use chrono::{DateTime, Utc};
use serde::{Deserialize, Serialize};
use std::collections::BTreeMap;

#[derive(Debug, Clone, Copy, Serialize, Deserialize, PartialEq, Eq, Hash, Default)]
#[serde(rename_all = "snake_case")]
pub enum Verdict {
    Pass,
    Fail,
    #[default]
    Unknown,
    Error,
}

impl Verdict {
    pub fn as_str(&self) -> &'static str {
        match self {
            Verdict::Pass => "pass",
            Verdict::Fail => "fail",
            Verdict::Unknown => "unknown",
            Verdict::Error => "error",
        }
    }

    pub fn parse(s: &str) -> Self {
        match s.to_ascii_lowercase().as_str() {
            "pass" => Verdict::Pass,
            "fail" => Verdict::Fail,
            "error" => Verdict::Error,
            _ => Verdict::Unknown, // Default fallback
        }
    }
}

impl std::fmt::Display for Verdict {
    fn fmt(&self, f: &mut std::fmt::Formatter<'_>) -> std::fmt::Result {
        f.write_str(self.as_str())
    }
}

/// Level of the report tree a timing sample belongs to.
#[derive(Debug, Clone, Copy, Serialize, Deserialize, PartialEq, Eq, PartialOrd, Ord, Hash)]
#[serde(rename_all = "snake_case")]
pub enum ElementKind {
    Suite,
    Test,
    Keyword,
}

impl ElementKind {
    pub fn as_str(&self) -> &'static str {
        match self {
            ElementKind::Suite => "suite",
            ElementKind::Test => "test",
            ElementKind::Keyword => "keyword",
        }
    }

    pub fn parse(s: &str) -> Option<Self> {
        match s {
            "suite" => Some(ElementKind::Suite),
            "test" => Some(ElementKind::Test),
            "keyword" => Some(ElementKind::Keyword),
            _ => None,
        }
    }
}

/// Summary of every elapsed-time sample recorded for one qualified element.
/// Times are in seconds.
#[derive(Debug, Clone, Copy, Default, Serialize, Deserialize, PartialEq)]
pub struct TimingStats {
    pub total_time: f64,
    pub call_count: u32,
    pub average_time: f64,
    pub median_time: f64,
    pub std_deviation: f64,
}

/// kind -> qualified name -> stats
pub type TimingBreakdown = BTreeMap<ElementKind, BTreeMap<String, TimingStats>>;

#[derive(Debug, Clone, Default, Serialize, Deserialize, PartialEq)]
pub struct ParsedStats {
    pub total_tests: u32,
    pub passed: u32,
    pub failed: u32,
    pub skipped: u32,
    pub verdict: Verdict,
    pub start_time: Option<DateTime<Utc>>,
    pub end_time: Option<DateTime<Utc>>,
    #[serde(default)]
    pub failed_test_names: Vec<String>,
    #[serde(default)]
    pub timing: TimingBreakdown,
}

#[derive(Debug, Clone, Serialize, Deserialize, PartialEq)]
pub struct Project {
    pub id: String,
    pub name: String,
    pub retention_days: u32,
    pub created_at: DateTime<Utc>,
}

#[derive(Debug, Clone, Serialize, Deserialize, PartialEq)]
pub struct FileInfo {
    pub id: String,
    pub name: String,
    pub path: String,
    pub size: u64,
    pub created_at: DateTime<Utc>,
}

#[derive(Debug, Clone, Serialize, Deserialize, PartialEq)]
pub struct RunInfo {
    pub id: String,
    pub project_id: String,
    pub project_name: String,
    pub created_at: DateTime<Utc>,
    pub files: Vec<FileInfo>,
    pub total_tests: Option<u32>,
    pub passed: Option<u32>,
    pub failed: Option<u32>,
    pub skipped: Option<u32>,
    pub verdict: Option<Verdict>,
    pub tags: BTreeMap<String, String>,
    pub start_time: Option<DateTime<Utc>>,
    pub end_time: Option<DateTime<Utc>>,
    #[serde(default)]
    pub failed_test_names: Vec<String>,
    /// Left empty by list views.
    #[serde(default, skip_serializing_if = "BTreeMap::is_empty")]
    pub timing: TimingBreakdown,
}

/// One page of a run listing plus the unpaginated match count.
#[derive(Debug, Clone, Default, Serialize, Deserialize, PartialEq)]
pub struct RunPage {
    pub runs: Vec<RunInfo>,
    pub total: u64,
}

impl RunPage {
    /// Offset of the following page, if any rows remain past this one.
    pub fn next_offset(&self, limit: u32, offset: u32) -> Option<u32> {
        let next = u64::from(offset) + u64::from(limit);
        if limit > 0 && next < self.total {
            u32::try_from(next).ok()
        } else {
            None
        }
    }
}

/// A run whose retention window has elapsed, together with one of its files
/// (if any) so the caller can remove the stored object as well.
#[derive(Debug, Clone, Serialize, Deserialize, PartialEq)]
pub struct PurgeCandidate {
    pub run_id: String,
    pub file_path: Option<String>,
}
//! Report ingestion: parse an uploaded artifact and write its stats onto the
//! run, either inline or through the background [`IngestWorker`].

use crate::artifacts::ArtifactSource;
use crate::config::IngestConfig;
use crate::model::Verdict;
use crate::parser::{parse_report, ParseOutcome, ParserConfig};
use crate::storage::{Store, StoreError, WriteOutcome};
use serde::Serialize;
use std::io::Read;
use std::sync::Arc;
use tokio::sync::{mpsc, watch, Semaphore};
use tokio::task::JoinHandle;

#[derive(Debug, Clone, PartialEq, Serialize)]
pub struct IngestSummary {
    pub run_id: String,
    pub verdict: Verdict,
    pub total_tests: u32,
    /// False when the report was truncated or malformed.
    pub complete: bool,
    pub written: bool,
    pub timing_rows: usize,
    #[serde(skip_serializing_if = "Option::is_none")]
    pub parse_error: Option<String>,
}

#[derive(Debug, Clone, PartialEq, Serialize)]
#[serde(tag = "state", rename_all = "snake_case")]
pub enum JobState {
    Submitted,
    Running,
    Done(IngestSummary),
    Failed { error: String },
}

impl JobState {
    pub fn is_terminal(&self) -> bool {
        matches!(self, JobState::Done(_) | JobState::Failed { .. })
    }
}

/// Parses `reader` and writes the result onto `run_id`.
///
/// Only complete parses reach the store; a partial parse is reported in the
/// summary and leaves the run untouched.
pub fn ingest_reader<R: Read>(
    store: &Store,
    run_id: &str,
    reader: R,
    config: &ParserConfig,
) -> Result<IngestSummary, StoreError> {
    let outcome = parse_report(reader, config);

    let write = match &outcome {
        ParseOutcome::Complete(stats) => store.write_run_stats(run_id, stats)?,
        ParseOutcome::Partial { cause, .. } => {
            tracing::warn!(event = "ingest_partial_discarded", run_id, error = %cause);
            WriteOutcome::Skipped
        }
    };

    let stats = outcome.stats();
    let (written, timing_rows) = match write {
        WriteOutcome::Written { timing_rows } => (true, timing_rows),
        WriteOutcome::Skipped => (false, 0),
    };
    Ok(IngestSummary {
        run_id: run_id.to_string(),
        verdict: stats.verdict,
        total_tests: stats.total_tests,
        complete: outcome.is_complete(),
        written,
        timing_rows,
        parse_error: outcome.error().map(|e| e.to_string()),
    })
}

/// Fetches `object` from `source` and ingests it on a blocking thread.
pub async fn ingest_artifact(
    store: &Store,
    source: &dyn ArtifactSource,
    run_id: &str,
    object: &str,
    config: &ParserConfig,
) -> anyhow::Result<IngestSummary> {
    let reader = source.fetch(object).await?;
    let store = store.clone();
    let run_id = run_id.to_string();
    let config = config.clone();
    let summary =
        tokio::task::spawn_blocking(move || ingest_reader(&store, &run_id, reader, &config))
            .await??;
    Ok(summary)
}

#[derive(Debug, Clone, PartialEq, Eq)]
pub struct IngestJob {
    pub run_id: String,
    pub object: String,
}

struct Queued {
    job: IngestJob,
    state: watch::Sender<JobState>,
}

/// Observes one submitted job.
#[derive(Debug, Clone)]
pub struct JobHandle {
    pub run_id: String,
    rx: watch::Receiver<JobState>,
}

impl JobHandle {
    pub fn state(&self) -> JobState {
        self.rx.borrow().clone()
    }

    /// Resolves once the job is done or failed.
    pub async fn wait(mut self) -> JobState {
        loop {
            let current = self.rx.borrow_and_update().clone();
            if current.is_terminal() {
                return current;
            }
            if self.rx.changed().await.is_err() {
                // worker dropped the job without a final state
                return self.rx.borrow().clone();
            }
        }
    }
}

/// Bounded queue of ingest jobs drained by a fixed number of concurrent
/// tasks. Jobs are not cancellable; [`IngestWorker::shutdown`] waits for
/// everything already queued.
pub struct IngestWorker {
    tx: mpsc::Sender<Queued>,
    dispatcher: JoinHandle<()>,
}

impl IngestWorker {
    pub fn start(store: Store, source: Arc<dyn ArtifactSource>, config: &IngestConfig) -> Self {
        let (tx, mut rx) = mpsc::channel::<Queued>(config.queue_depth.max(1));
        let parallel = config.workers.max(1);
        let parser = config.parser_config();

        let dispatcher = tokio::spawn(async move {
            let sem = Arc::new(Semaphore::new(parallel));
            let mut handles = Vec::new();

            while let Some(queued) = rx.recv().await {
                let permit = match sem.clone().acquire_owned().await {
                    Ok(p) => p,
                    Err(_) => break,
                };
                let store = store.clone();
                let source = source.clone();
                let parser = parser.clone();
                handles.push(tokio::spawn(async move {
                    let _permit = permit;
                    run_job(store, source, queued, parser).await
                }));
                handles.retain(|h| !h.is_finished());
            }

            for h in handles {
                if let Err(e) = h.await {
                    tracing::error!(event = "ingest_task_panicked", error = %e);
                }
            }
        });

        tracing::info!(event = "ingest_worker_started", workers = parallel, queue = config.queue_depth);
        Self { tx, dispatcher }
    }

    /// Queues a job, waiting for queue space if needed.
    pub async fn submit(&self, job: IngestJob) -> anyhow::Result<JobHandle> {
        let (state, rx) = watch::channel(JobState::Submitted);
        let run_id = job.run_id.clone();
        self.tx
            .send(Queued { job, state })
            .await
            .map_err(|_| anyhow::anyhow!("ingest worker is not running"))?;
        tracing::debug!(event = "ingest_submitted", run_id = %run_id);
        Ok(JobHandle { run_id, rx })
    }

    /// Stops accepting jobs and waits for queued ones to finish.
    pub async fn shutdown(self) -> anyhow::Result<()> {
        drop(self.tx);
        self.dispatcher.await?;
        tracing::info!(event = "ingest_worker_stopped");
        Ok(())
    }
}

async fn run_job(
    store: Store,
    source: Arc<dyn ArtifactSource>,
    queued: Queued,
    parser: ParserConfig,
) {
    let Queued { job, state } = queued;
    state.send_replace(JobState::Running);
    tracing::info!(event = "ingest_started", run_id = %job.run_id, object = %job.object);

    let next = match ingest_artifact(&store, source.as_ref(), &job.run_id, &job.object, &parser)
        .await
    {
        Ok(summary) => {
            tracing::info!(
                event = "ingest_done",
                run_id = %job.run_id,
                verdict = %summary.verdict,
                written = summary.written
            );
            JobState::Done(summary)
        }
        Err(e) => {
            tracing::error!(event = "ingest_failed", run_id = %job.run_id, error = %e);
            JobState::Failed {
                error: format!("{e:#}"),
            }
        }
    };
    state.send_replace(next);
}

————

## Task description
Report every line containing the word "handles" from the listing above.

## Answer to the problem
            let mut handles = Vec::new();
                handles.push(tokio::spawn(async move {
                handles.retain(|h| !h.is_finished());
            for h in handles {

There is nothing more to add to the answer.